[Opening Exercise data section]
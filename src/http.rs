use crate::tcp;
use hyper::body::{Body, Incoming};
use hyper::service::service_fn;
use hyper::{Request, Response};
use hyper_util::rt::{TokioExecutor, TokioIo};
use hyper_util::server::conn::auto;
use std::convert::Infallible;
use std::future::Future;
use std::io;
use std::net::SocketAddr;
use std::sync::Arc;
use tokio::net::TcpListener;

pub async fn run_simple_server<S, F, B>(
    addr: SocketAddr,
    state: S,
    handle_req: F,
) -> Result<(), io::Error>
where
    S: Send + Sync + 'static,
    F: for<'s> ServiceFn<'s, Request<Incoming>, S, Response<B>> + Copy + Send + 'static,
    B: Body + Send + 'static,
    <B as Body>::Data: Send,
    <B as Body>::Error: Into<Box<dyn std::error::Error + Send + Sync>>,
{
    log::info!("Binding to: {}", addr);
    let listener = TcpListener::bind(addr).await?;

    serve(listener, state, handle_req).await
}

pub async fn serve<S, F, B>(listener: TcpListener, state: S, handle_req: F) -> Result<(), io::Error>
where
    S: Send + Sync + 'static,
    F: for<'s> ServiceFn<'s, Request<Incoming>, S, Response<B>> + Copy + Send + 'static,
    B: Body + Send + 'static,
    <B as Body>::Data: Send,
    <B as Body>::Error: Into<Box<dyn std::error::Error + Send + Sync>>,
{
    let state = Arc::new(state);

    loop {
        let (stream, peer) = tcp::accept(&listener).await?;
        log::trace!("Accepted connection from {}", peer);
        let io = TokioIo::new(stream);

        let state = Arc::clone(&state);
        tokio::spawn(async move {
            let serve = service_fn(move |req| {
                let state = Arc::clone(&state);
                async move { Ok::<_, Infallible>(handle_req(req, &state).await) }
            });

            if let Err(e) = auto::Builder::new(TokioExecutor::new())
                .serve_connection(io, serve)
                .await
            {
                log::error!("Error serving connection from {}: {}", peer, e);
            }
        });
    }
}

// Work around the lack of HKT bounds.
// Because the future will borrow from the state argument, we need to write bounds like this:
// ```
// where
//     F: for<'s> FnOnce(Request<Body>, &'s S) -> Fut<'s>
//     Fut<'s>: Future<Output = Result<Response<B>, E>> + 's
// ```
// Which can't currently be done. Instead, factor both bounds out to a dedicated trait,
// which is implemented for all matching functions.
pub trait ServiceFn<'s, T, S, R>
where
    Self: FnOnce(T, &'s S) -> Self::Fut,
    Self::Fut: Future<Output = R> + Send + 's,
    S: 's,
{
    type Fut;
}

impl<'s, T, S, R, F, Fut> ServiceFn<'s, T, S, R> for F
where
    F: FnOnce(T, &'s S) -> Fut,
    Fut: Future<Output = R> + Send + 's,
    S: 's,
{
    type Fut = Fut;
}
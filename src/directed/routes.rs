use crate::body;
use crate::directed::decide::{decide, Decision, ROBOTS_TXT};
use crate::directed::rules::Store;
use headers::{ContentType, HeaderMapExt};
use http::HeaderValue;
use http_body_util::combinators::BoxBody;
use hyper::body::Bytes;
use hyper::header::{HOST, LOCATION};
use hyper::{Request, Response, StatusCode};
use std::convert::Infallible;

pub struct State {
    pub store: Store,
    pub trust_forwarded_proto: bool,
}

pub async fn respond_to_request<B>(
    req: Request<B>,
    state: &State,
) -> Response<BoxBody<Bytes, Infallible>> {
    const X_FORWARDED_PROTO: &str = "x-forwarded-proto";

    // absolute-form request targets override the Host header
    let host = req
        .uri()
        .authority()
        .map(|a| a.as_str())
        .or_else(|| req.headers().get(HOST).and_then(|h| h.to_str().ok()))
        .unwrap_or("");
    let path_and_query = req.uri().path_and_query().map_or("/", |p| p.as_str());
    let secure = state.trust_forwarded_proto
        && req
            .headers()
            .get(X_FORWARDED_PROTO)
            .and_then(|h| h.to_str().ok())
            .is_some_and(|proto| proto.trim().eq_ignore_ascii_case("https"));

    match decide(&state.store, host, path_and_query, secure) {
        Decision::ServeRobotsTxt => {
            log::info!("{} {}{} -> [robots.txt]", req.method(), host, req.uri());
            let mut resp = Response::new(body::full(ROBOTS_TXT));
            resp.headers_mut().typed_insert(ContentType::text());
            resp
        }
        Decision::Redirect { location, status } => match HeaderValue::from_str(&location) {
            Ok(value) => {
                log::info!(
                    "{} {}{} -> [{}] {}",
                    req.method(),
                    host,
                    req.uri(),
                    status.as_u16(),
                    location
                );
                let mut resp = Response::new(body::empty());
                *resp.status_mut() = status;
                resp.headers_mut().insert(LOCATION, value);
                resp
            }
            Err(e) => {
                log::warn!(
                    "{} {}{} -> [invalid location] {:?} : {}",
                    req.method(),
                    host,
                    req.uri(),
                    location,
                    e
                );
                let mut resp = Response::new(body::empty());
                *resp.status_mut() = StatusCode::INTERNAL_SERVER_ERROR;
                resp
            }
        },
    }
}
use crate::err::{AppliesTo, IoErrorExt};
use std::io;
use std::net::SocketAddr;
use tokio::net::{TcpListener, TcpStream};

pub async fn accept(listener: &TcpListener) -> Result<(TcpStream, SocketAddr), io::Error> {
    loop {
        match listener.accept().await {
            Ok((stream, addr)) => {
                stream.set_nodelay(true)?;
                return Ok((stream, addr));
            }
            Err(e) => match e.applies_to() {
                AppliesTo::Connection => log::debug!("Aborted connection dropped: {}", e),
                AppliesTo::Listener => return Err(e),
            },
        }
    }
}
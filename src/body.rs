use http_body_util::combinators::BoxBody;
use http_body_util::{BodyExt, Empty, Full};
use hyper::body::Bytes;
use std::convert::Infallible;

pub fn empty() -> BoxBody<Bytes, Infallible> {
    Empty::<Bytes>::new().boxed()
}

pub fn full(bytes: impl Into<Bytes>) -> BoxBody<Bytes, Infallible> {
    Full::new(bytes.into()).boxed()
}
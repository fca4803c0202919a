use crate::err::ConfigError;
use serde::{Deserialize, Deserializer};
use std::collections::BTreeMap;
use std::fs;
use std::path::Path;

#[derive(Debug, Clone, Copy, PartialEq, Eq)]
pub enum RuleKind {
    /// Replace the matched fragment inside the full request URL, permanently.
    RewriteHost,
    /// Send everything to `https://{target}`, temporarily.
    FixedTarget,
}

impl RuleKind {
    fn from_type_code(code: i64) -> Self {
        match code {
            1 => RuleKind::RewriteHost,
            _ => RuleKind::FixedTarget,
        }
    }
}

#[derive(Debug, Clone, PartialEq, Eq)]
pub struct RedirectRule {
    pub target: String,
    pub kind: RuleKind,
}

/// Immutable set of redirect rules, built once at startup.
///
/// Rules are kept in match order: longest fragment first, equal lengths in
/// lexicographic order. A host matching several fragments therefore always
/// resolves to the most specific one, independent of document key order.
#[derive(Debug, Clone, Default)]
pub struct Store {
    default_target: String,
    rules: Vec<(String, RedirectRule)>,
}

// `null` anywhere reads as the zero value, same as an absent field.
#[derive(Deserialize, Default)]
#[serde(default, rename_all = "camelCase")]
struct Document {
    #[serde(
        alias = "DefaultRedirect",
        alias = "defaultredirect",
        deserialize_with = "null_as_default"
    )]
    default_redirect: String,
    #[serde(alias = "Rules", deserialize_with = "null_as_default")]
    rules: BTreeMap<String, Option<DocumentRule>>,
}

#[derive(Deserialize, Default)]
#[serde(default, rename_all = "camelCase")]
struct DocumentRule {
    #[serde(
        alias = "RedirectTo",
        alias = "redirectto",
        deserialize_with = "null_as_default"
    )]
    redirect_to: String,
    #[serde(rename = "type", alias = "Type", deserialize_with = "null_as_default")]
    type_code: i64,
}

fn null_as_default<'de, D, T>(deserializer: D) -> Result<T, D::Error>
where
    D: Deserializer<'de>,
    T: Deserialize<'de> + Default,
{
    Ok(Option::<T>::deserialize(deserializer)?.unwrap_or_default())
}

impl Store {
    pub fn load(path: &Path) -> Result<Self, ConfigError> {
        let json = fs::read_to_string(path).map_err(|source| ConfigError::Read {
            path: path.to_owned(),
            source,
        })?;
        Self::from_json(&json)
    }

    pub fn from_json(json: &str) -> Result<Self, ConfigError> {
        let Document {
            default_redirect,
            rules,
        } = serde_json::from_str::<Option<Document>>(json)?.unwrap_or_default();

        if default_redirect.is_empty() {
            log::warn!("No default redirect configured");
        }

        let mut rules = rules
            .into_iter()
            .map(|(fragment, rule)| {
                let rule = rule.unwrap_or_default();
                if rule.redirect_to.is_empty() {
                    log::warn!("Rule {:?} has an empty redirect target", fragment);
                }
                let rule = RedirectRule {
                    target: rule.redirect_to,
                    kind: RuleKind::from_type_code(rule.type_code),
                };
                (fragment, rule)
            })
            .collect::<Vec<_>>();
        rules.sort_by(|(a, _), (b, _)| b.len().cmp(&a.len()).then_with(|| a.cmp(b)));

        Ok(Self {
            default_target: default_redirect,
            rules,
        })
    }

    pub fn default_target(&self) -> &str {
        &self.default_target
    }

    /// Rules in match order.
    pub fn rules(&self) -> impl Iterator<Item = (&str, &RedirectRule)> {
        self.rules.iter().map(|(fragment, rule)| (fragment.as_str(), rule))
    }

    pub fn len(&self) -> usize {
        self.rules.len()
    }

    pub fn is_empty(&self) -> bool {
        self.rules.is_empty()
    }

    /// First rule, in match order, whose fragment is contained anywhere in `host`.
    pub fn find(&self, host: &str) -> Option<(&str, &RedirectRule)> {
        self.rules().find(|(fragment, _)| host.contains(fragment))
    }
}
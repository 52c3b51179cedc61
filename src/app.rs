//! Application shell: router wiring for the two item screens.

use leptos::prelude::*;
use leptos_router::components::{Redirect, Route, Router, Routes};
use leptos_router::path;

use crate::components::{ItemPage, ItensPage};

#[component]
pub fn App() -> impl IntoView {
    view! {
        <Router>
            <main class="container">
                <Routes fallback=|| view! { <p>"Página não encontrada."</p> }>
                    <Route path=path!("/") view=|| view! { <Redirect path="/itens"/> }/>
                    <Route path=path!("/itens") view=ItensPage/>
                    <Route path=path!("/itens/:id") view=ItemPage/>
                </Routes>
            </main>
        </Router>
    }
}
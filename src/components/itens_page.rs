//! Items list page.
//!
//! Drives the `/itens` screen: loads the collection once on mount, then
//! runs the create sub-flow, all through [`ListState`].

use leptos::prelude::*;
use leptos::task::spawn_local;
use leptos_router::components::A;

use itens_client::ItemDraft;

use crate::components::ItemForm;
use crate::services;
use crate::state::ListState;

#[component]
pub fn ItensPage() -> impl IntoView {
    let state = RwSignal::new(ListState::Loading);
    let (nome, set_nome) = signal(String::new());
    let (descricao, set_descricao) = signal(String::new());

    // Load once on mount.
    Effect::new(move |_| {
        spawn_local(async move {
            match services::list_all().await {
                Ok(itens) => state.update(|s| s.load_ok(itens)),
                Err(err) => {
                    web_sys::console::warn_1(&format!("carregar itens: {err}").into());
                    state.update(|s| s.load_err());
                }
            }
        });
    });

    let novo = move |_| {
        set_nome.set(String::new());
        set_descricao.set(String::new());
        state.update(|s| s.new_item());
    };

    let salvar = move |()| {
        state.update(|s| s.begin_save());
        let draft = ItemDraft {
            nome: nome.get(),
            descricao: descricao.get(),
        };
        spawn_local(async move {
            match services::create(&draft).await {
                Ok(item) => state.update(|s| s.create_ok(item)),
                Err(err) => {
                    web_sys::console::warn_1(&format!("criar item: {err}").into());
                    state.update(|s| s.create_err());
                }
            }
        });
    };

    let cancelar = move |()| state.update(|s| s.cancel());

    view! {
        <Show when=move || state.with(|s| matches!(s, ListState::Loading))>
            <p>"Carregando..."</p>
        </Show>

        <Show when=move || state.with(|s| matches!(s, ListState::LoadError))>
            <p class="error">"ERRO ao tentar carregar."</p>
        </Show>

        <Show when=move || state.with(ListState::shows_itens)>
            <h1>"Itens"</h1>
            <ul class="itens">
                {move || {
                    state.with(|s| s.itens().map(<[_]>::to_vec)).map(|itens| {
                        itens
                            .into_iter()
                            .map(|item| {
                                let href = format!("/itens/{}", item.id);
                                view! { <li><A href=href>{item.nome.clone()}</A></li> }
                            })
                            .collect_view()
                    })
                }}
            </ul>
        </Show>

        <Show when=move || state.with(|s| matches!(s, ListState::Created { .. }))>
            <p class="success">"SUCESSO em criar."</p>
        </Show>

        <Show when=move || state.with(ListState::shows_new_button)>
            <button on:click=novo>"Novo"</button>
        </Show>

        <Show when=move || state.with(ListState::shows_form)>
            <ItemForm
                nome=nome
                set_nome=set_nome
                descricao=descricao
                set_descricao=set_descricao
                on_salvar=salvar
                on_cancelar=cancelar
            />
        </Show>

        <Show when=move || state.with(|s| matches!(s, ListState::Saving { .. }))>
            <p>"Salvando..."</p>
        </Show>

        <Show when=move || state.with(|s| matches!(s, ListState::CreateError { .. }))>
            <p class="error">"ERRO ao tentar criar."</p>
        </Show>
    }
}
//! Itens front-end entry point.

mod app;
mod components;
mod services;
mod state;

use app::App;
use leptos::prelude::*;

fn main() {
    console_error_panic_hook::set_once();
    mount_to_body(App);
}
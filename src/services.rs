//! Frontend bindings to the itens REST API.
//!
//! Thin async wrappers pinning [`ItensClient`] to the base URL the app is
//! deployed against. Pages call these and fold any error into their state
//! machine's error state.

use itens_client::{ApiError, Item, ItemDraft, ItensClient};

/// Base URL of the consumed REST API.
const API_BASE_URL: &str = "http://localhost:4000/api";

fn client() -> ItensClient {
    ItensClient::new(API_BASE_URL)
}

pub async fn list_all() -> Result<Vec<Item>, ApiError> {
    client().list_all().await
}

pub async fn read(id: u32) -> Result<Item, ApiError> {
    client().read(id).await
}

pub async fn create(draft: &ItemDraft) -> Result<Item, ApiError> {
    client().create(draft).await
}

pub async fn update(item: &Item) -> Result<(), ApiError> {
    client().update(item).await
}

pub async fn remove(id: u32) -> Result<(), ApiError> {
    client().delete(id).await
}
//! Shared item form.
//!
//! The nome/descricao fieldset used by both the list page's create flow and
//! the detail page's edit flow. The owning page holds the field signals and
//! decides what submit means.

use leptos::prelude::*;
use wasm_bindgen::JsCast;

#[component]
pub fn ItemForm(
    nome: ReadSignal<String>,
    set_nome: WriteSignal<String>,
    descricao: ReadSignal<String>,
    set_descricao: WriteSignal<String>,
    #[prop(into)] on_salvar: Callback<()>,
    #[prop(into)] on_cancelar: Callback<()>,
) -> impl IntoView {
    view! {
        <form
            class="item-form"
            on:submit=move |ev: web_sys::SubmitEvent| {
                ev.prevent_default();
                on_salvar.run(());
            }
        >
            <div>
                <label>
                    "Nome:"
                    <input
                        type="text"
                        prop:value=move || nome.get()
                        on:input=move |ev| {
                            let target = ev.target().unwrap();
                            let input = target.dyn_ref::<web_sys::HtmlInputElement>().unwrap();
                            set_nome.set(input.value());
                        }
                    />
                </label>
            </div>
            <div>
                <label>
                    "Descrição:"
                    <textarea
                        prop:value=move || descricao.get()
                        on:input=move |ev| {
                            let target = ev.target().unwrap();
                            let area = target.dyn_ref::<web_sys::HtmlTextAreaElement>().unwrap();
                            set_descricao.set(area.value());
                        }
                    ></textarea>
                </label>
            </div>
            <div>
                <button type="submit">"Salvar"</button>
                <button type="button" on:click=move |_| on_cancelar.run(())>"Cancelar"</button>
            </div>
        </form>
    }
}
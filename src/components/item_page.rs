//! Item detail page.
//!
//! Drives the `/itens/:id` screen through [`DetailState`]: load keyed by
//! the route param, then the edit/save and remove sub-flows. An absent or
//! non-numeric id attempts no load at all.

use leptos::prelude::*;
use leptos::task::spawn_local;
use leptos_router::hooks::{use_navigate, use_params_map};

use itens_client::Item;

use crate::components::ItemForm;
use crate::services;
use crate::state::DetailState;

#[component]
pub fn ItemPage() -> impl IntoView {
    let params = use_params_map();
    let item_id = move || params.with(|p| p.get("id").and_then(|raw| raw.parse::<u32>().ok()));

    let state = RwSignal::new(DetailState::Loading);
    let (novo_nome, set_novo_nome) = signal(String::new());
    let (nova_descricao, set_nova_descricao) = signal(String::new());

    Effect::new(move |_| {
        if let Some(id) = item_id() {
            spawn_local(async move {
                match services::read(id).await {
                    Ok(item) => state.update(|s| s.load_ok(item)),
                    Err(err) => {
                        web_sys::console::warn_1(&format!("carregar item {id}: {err}").into());
                        state.update(|s| s.load_err());
                    }
                }
            });
        }
    });

    // Seed the form from the held item.
    let editar = move |_| {
        if let Some(item) = state.with(|s| s.item().cloned()) {
            set_novo_nome.set(item.nome);
            set_nova_descricao.set(item.descricao);
            state.update(|s| s.edit());
        }
    };

    let salvar = move |()| {
        state.update(|s| s.begin_save());
        match item_id() {
            Some(id) => {
                let novo_item = Item {
                    id,
                    nome: novo_nome.get(),
                    descricao: nova_descricao.get(),
                };
                spawn_local(async move {
                    match services::update(&novo_item).await {
                        Ok(()) => state.update(|s| s.save_ok(novo_item)),
                        Err(err) => {
                            web_sys::console::warn_1(&format!("salvar item {id}: {err}").into());
                            state.update(|s| s.save_err());
                        }
                    }
                });
            }
            None => state.update(|s| s.save_err()),
        }
    };

    let cancelar = move |()| state.update(|s| s.cancel());

    let remover = move |_| {
        state.update(|s| s.begin_remove());
        match item_id() {
            Some(id) => spawn_local(async move {
                match services::remove(id).await {
                    Ok(()) => state.update(|s| s.remove_ok()),
                    Err(err) => {
                        web_sys::console::warn_1(&format!("remover item {id}: {err}").into());
                        state.update(|s| s.remove_err());
                    }
                }
            }),
            None => state.update(|s| s.remove_err()),
        }
    };

    let navigate = StoredValue::new(use_navigate());
    let voltar = move |_| navigate.with_value(|nav| nav("/itens", Default::default()));

    view! {
        <Show when=move || state.with(|s| matches!(s, DetailState::Loading))>
            <p>"Carregando..."</p>
        </Show>

        <Show when=move || state.with(|s| matches!(s, DetailState::LoadError))>
            <p class="error">"ERRO ao tentar carregar."</p>
        </Show>

        <Show when=move || state.with(|s| matches!(s, DetailState::Saving { .. }))>
            <p>"Salvando..."</p>
        </Show>

        <Show when=move || state.with(|s| matches!(s, DetailState::Saved { .. }))>
            <p class="success">"SUCESSO em salvar!"</p>
        </Show>

        <Show when=move || state.with(|s| matches!(s, DetailState::SaveError { .. }))>
            <p class="error">"ERRO ao tentar salvar."</p>
        </Show>

        <Show when=move || state.with(|s| matches!(s, DetailState::Removing { .. }))>
            <p>"Removendo..."</p>
        </Show>

        <Show when=move || state.with(|s| matches!(s, DetailState::RemoveError { .. }))>
            <p class="error">"ERRO ao tentar remover."</p>
        </Show>

        <Show when=move || state.with(|s| matches!(s, DetailState::Removed))>
            <p class="success">"SUCESSO em remover!"</p>
            <button on:click=voltar>"Voltar"</button>
        </Show>

        <Show when=move || state.with(DetailState::shows_item)>
            <h1>{move || state.with(|s| s.item().map(|item| item.nome.clone()))}</h1>
            <p>{move || state.with(|s| s.item().map(|item| item.descricao.clone()))}</p>
            <div>
                <button on:click=editar>"Editar"</button>
                <button on:click=remover>"Remover"</button>
            </div>
        </Show>

        <Show when=move || state.with(DetailState::shows_form)>
            <ItemForm
                nome=novo_nome
                set_nome=set_novo_nome
                descricao=nova_descricao
                set_descricao=set_nova_descricao
                on_salvar=salvar
                on_cancelar=cancelar
            />
        </Show>
    }
}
[Closing Exercise data section]
Problem description -
The answer must be every line of the data that contains the word "format".

Written reply -
                    web_sys::console::warn_1(&format!("carregar itens: {err}").into());
                    web_sys::console::warn_1(&format!("criar item: {err}").into());
                                let href = format!("/itens/{}", item.id);
                        web_sys::console::warn_1(&format!("carregar item {id}: {err}").into());
                            web_sys::console::warn_1(&format!("salvar item {id}: {err}").into());
                        web_sys::console::warn_1(&format!("remover item {id}: {err}").into());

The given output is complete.